Work to complete: Your task is to print every entry below exactly as given.

Dataset entries:

- Opening Delimiter -

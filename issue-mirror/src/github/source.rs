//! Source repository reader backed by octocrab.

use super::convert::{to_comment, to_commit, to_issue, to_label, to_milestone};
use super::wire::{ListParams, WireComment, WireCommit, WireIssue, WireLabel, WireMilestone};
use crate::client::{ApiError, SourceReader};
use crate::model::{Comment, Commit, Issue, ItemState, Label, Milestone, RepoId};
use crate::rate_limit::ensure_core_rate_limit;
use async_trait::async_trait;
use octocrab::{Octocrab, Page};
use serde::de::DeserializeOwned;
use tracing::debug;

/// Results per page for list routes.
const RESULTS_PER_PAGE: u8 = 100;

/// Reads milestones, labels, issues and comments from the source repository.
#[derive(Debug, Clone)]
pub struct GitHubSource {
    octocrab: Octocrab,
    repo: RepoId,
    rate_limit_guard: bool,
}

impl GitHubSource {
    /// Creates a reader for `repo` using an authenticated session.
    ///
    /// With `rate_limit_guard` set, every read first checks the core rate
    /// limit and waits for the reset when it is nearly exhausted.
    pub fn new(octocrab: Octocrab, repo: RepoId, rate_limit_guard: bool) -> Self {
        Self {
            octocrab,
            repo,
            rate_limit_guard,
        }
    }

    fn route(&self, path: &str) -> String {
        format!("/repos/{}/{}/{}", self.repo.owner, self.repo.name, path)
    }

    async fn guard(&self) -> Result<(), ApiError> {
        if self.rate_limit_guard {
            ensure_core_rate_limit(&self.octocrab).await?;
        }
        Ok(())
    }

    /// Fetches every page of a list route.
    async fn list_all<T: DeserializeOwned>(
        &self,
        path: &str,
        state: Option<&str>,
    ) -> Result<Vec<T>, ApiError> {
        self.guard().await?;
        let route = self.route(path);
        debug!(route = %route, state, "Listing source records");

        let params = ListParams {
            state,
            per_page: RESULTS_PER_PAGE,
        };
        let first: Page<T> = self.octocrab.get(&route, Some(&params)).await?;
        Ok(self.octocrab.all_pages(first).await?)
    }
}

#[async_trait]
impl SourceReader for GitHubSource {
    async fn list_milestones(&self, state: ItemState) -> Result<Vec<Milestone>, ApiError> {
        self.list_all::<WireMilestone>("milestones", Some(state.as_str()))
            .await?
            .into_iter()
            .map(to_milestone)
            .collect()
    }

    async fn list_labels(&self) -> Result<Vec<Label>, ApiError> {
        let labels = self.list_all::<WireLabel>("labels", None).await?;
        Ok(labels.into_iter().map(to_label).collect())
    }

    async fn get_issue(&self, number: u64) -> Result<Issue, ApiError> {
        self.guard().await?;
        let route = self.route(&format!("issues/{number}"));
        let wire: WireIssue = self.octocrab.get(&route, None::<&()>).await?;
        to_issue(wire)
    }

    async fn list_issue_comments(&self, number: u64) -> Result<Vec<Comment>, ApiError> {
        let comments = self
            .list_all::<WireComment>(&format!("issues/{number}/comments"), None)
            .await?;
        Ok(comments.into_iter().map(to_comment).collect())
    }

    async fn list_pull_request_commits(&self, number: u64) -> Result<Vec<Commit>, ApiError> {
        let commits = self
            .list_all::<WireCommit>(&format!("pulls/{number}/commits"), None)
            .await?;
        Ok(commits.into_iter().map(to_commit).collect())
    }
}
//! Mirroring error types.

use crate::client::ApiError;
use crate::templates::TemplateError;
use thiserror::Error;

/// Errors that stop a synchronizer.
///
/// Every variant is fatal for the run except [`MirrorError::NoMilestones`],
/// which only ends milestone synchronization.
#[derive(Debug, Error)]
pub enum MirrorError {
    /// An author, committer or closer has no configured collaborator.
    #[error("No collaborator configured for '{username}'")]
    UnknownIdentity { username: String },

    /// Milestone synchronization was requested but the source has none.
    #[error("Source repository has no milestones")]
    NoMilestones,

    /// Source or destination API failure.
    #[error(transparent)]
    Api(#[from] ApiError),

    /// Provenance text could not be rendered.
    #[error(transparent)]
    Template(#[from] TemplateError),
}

- Closing Delimiter -

Output:
filename issue-mirror/src/github/source.rs
//! Source repository reader backed by octocrab.

use super::convert::{to_comment, to_commit, to_issue, to_label, to_milestone};
use super::wire::{ListParams, WireComment, WireCommit, WireIssue, WireLabel, WireMilestone};
use crate::client::{ApiError, SourceReader};
use crate::model::{Comment, Commit, Issue, ItemState, Label, Milestone, RepoId};
use crate::rate_limit::ensure_core_rate_limit;
use async_trait::async_trait;
use octocrab::{Octocrab, Page};
use serde::de::DeserializeOwned;
use tracing::debug;

/// Results per page for list routes.
const RESULTS_PER_PAGE: u8 = 100;

/// Reads milestones, labels, issues and comments from the source repository.
#[derive(Debug, Clone)]
pub struct GitHubSource {
    octocrab: Octocrab,
    repo: RepoId,
    rate_limit_guard: bool,
}

impl GitHubSource {
    /// Creates a reader for `repo` using an authenticated session.
    ///
    /// With `rate_limit_guard` set, every read first checks the core rate
    /// limit and waits for the reset when it is nearly exhausted.
    pub fn new(octocrab: Octocrab, repo: RepoId, rate_limit_guard: bool) -> Self {
        Self {
            octocrab,
            repo,
            rate_limit_guard,
        }
    }

    fn route(&self, path: &str) -> String {
        format!("/repos/{}/{}/{}", self.repo.owner, self.repo.name, path)
    }

    async fn guard(&self) -> Result<(), ApiError> {
        if self.rate_limit_guard {
            ensure_core_rate_limit(&self.octocrab).await?;
        }
        Ok(())
    }

    /// Fetches every page of a list route.
    async fn list_all<T: DeserializeOwned>(
        &self,
        path: &str,
        state: Option<&str>,
    ) -> Result<Vec<T>, ApiError> {
        self.guard().await?;
        let route = self.route(path);
        debug!(route = %route, state, "Listing source records");

        let params = ListParams {
            state,
            per_page: RESULTS_PER_PAGE,
        };
        let first: Page<T> = self.octocrab.get(&route, Some(&params)).await?;
        Ok(self.octocrab.all_pages(first).await?)
    }
}

#[async_trait]
impl SourceReader for GitHubSource {
    async fn list_milestones(&self, state: ItemState) -> Result<Vec<Milestone>, ApiError> {
        self.list_all::<WireMilestone>("milestones", Some(state.as_str()))
            .await?
            .into_iter()
            .map(to_milestone)
            .collect()
    }

    async fn list_labels(&self) -> Result<Vec<Label>, ApiError> {
        let labels = self.list_all::<WireLabel>("labels", None).await?;
        Ok(labels.into_iter().map(to_label).collect())
    }

    async fn get_issue(&self, number: u64) -> Result<Issue, ApiError> {
        self.guard().await?;
        let route = self.route(&format!("issues/{number}"));
        let wire: WireIssue = self.octocrab.get(&route, None::<&()>).await?;
        to_issue(wire)
    }

    async fn list_issue_comments(&self, number: u64) -> Result<Vec<Comment>, ApiError> {
        let comments = self
            .list_all::<WireComment>(&format!("issues/{number}/comments"), None)
            .await?;
        Ok(comments.into_iter().map(to_comment).collect())
    }

    async fn list_pull_request_commits(&self, number: u64) -> Result<Vec<Commit>, ApiError> {
        let commits = self
            .list_all::<WireCommit>(&format!("pulls/{number}/commits"), None)
            .await?;
        Ok(commits.into_iter().map(to_commit).collect())
    }
}
//! Mirroring error types.

use crate::client::ApiError;
use crate::templates::TemplateError;
use thiserror::Error;

/// Errors that stop a synchronizer.
///
/// Every variant is fatal for the run except [`MirrorError::NoMilestones`],
/// which only ends milestone synchronization.
#[derive(Debug, Error)]
pub enum MirrorError {
    /// An author, committer or closer has no configured collaborator.
    #[error("No collaborator configured for '{username}'")]
    UnknownIdentity { username: String },

    /// Milestone synchronization was requested but the source has none.
    #[error("Source repository has no milestones")]
    NoMilestones,

    /// Source or destination API failure.
    #[error(transparent)]
    Api(#[from] ApiError),

    /// Provenance text could not be rendered.
    #[error(transparent)]
    Template(#[from] TemplateError),
}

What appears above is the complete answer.